Abstract
The clock of life ticks as fast as how efficiently proteins could perform their functional dynamics. Protein complexes execute functions via several large-scale intrinsic motions across multiple conformational states, which occur at a timescale of nano-to milliseconds for well-folded proteins. Computationally expensive molecular dynamics (MD) simulation has been the only theoretical tool to time and size these motions, though barely to their slowest ends. Here, we convert a simple elastic network model (ENM), which takes a few seconds (ubiquitin) to hours (ribosome) for the analysis, into a molecular timer and sizer to gauge the slowest functional motions of proteins. Quasi-harmonic analysis, fluctuation-profile matching (FPM) and the Wiener-Khintchine theorem (WKT) are used to define the “time-periods”, t, for anharmonic principal components (PCs) which are validated by NMR order parameters. The PCs with their respective “time-periods” are mapped to the eigenvalues (λENM) of the corresponding ENM modes. Thus, the power laws t(ns) = 86.9λENM−1.9 and σ2(Å2) = 46.1 λENM−2.5 are established allowing the characterization of the time scales of Nuclear Magnetic Resonance (NMR)-solved conformers, crystallographic anisotropic displacement parameters, and important ribosomal motions, as well as motional sizes of the latter.
Author Summary The time scale of biological processes is governed by protein functional dynamics that often corresponds to the largest conformational spread and the longest time scales among all possible motions. Current simulation methodologies cannot reach the slowest, often functional, motions especially for supramolecular machineries. Borrowing the spring-bead model used in polymer physics since 60s, the efficient elastic network model (ENM), introduced in 90s, captured all modes of protein motions but largely underestimated the time scales of slowest modes due to its harmonic approximation.

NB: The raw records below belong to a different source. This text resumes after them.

/// Holds the session only while writing `uci`, so dropping every clone
/// still kills an engine that never answers.
async fn run_handshake(inner: Weak<Inner>) {
    let uciok = {
        let Some(inner) = inner.upgrade() else {
            return;
        };
        let engine = StockfishEngine { inner };
        let rx = engine.register_waiter(uci::UCI_OK);
        engine.write_line(uci::UCI).await.map(|()| rx)
    };
    let result = match uciok {
        Ok(rx) => rx.await.map_err(|_| EngineError::Closed),
        Err(e) => Err(e),
    };

    let Some(inner) = inner.upgrade() else {
        return;
    };
    match result {
        Ok(_) if *inner.exit.borrow() == Exit::Running => {
            tracing::info!(session = %inner.id, "Engine ready");
            inner.ready.store(true, Ordering::SeqCst);
            let _ = inner.events.send(EngineEvent::Ready);
            inner.handshake.send_replace(Handshake::Complete);
        }
        Ok(_) => {
            tracing::debug!(session = %inner.id, "uciok arrived after the engine exited");
        }
        Err(e) => {
            tracing::warn!(session = %inner.id, "Engine handshake failed: {}", e);
            inner.handshake.send_if_modified(|h| {
                if *h != Handshake::Pending {
                    return false;
                }
                *h = Handshake::Failed(EngineFault::Io(e.to_string()));
                true
            });
        }
    }
}

async fn write_stdin(
    session: SessionId,
    mut stdin: ChildStdin,
    mut rx: mpsc::UnboundedReceiver<WriteRequest>,
) {
    while let Some(req) = rx.recv().await {
        tracing::trace!(session = %session, "UCI >> {}", req.line.trim_end());
        let result = async {
            stdin.write_all(req.line.as_bytes()).await?;
            stdin.flush().await
        }
        .await;
        if let Err(e) = &result {
            tracing::error!(session = %session, "Failed to write to stdin: {}", e);
        }
        let _ = req.done.send(result);
    }
    tracing::debug!(session = %session, "Stdin writer task exiting");
}

async fn read_output<R>(session: SessionId, inner: Weak<Inner>, stream: R)
where
    R: AsyncRead + Unpin,
{
    let mut lines = BufReader::new(stream).lines();
    loop {
        match lines.next_line().await {
            Ok(Some(line)) => {
                let line = line.trim();
                if line.is_empty() {
                    continue;
                }
                let Some(inner) = inner.upgrade() else {
                    break;
                };
                inner.dispatch(line);
            }
            Ok(None) => {
                tracing::debug!(session = %session, "Engine output closed");
                break;
            }
            Err(e) => {
                tracing::warn!(session = %session, "Error reading engine output: {}", e);
                break;
            }
        }
    }
}

async fn supervise(
    session: SessionId,
    inner: Weak<Inner>,
    mut child: Child,
    kill_rx: oneshot::Receiver<()>,
) {
    // kill_rx also fires when the session is dropped
    let status = tokio::select! {
        status = child.wait() => Some(status),
        _ = kill_rx => None,
    };

    let exit = match status {
        None => {
            if let Err(e) = child.kill().await {
                tracing::warn!(session = %session, "Failed to kill engine: {}", e);
            }
            Exit::Killed
        }
        Some(Ok(status)) if status.success() => Exit::Clean,
        Some(Ok(status)) => Exit::Fault(EngineFault::AbnormalExit(status.code())),
        Some(Err(e)) => Exit::Fault(EngineFault::Io(e.to_string())),
    };

    if let Some(inner) = inner.upgrade() {
        inner.on_exit(exit);
    }
}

Here we map water-damped modes sampled by MD simulations to corresponding ones in ENM and thereby establish 2 power laws that describe the authentic time scales and sizes for the slowest anharmonic modes as functions of ENM eigenvalues. With that, we adequately describe the sizes and time scales for three proteins, confirmed by NMR spectroscopy, and ribosome that contains ~0.2 million heavy atoms (~ 20 thousands coarse-grained nodes).